Items from a data source:
★ ★ ★ ★ ★ ★ ★

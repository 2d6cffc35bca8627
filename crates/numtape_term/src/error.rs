use std::path::PathBuf;

use numtape::error::TapeError;
use thiserror::Error;

#[derive(Error, Debug)]
pub enum TermError {
    #[error("could not determine config directory")]
    NoConfigDir,

    #[error("{}: {source}", path.display())]
    Config {
        path: PathBuf,
        #[source]
        source: TapeError,
    },

    #[error(transparent)]
    Widget(#[from] TapeError),

    #[error("io: {0}")]
    Io(#[from] std::io::Error),
}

★ ★ ★ ★ ★ ★ ★

ABOUT THIS TASK: Would you be able to transcribe every line of the data exactly?

SOLUTION TO THIS TASK:
repository 2d6cffc35bca8627
filename crates/numtape_term/src/error.rs
use std::path::PathBuf;

use numtape::error::TapeError;
use thiserror::Error;

#[derive(Error, Debug)]
pub enum TermError {
    #[error("could not determine config directory")]
    NoConfigDir,

    #[error("{}: {source}", path.display())]
    Config {
        path: PathBuf,
        #[source]
        source: TapeError,
    },

    #[error(transparent)]
    Widget(#[from] TapeError),

    #[error("io: {0}")]
    Io(#[from] std::io::Error),
}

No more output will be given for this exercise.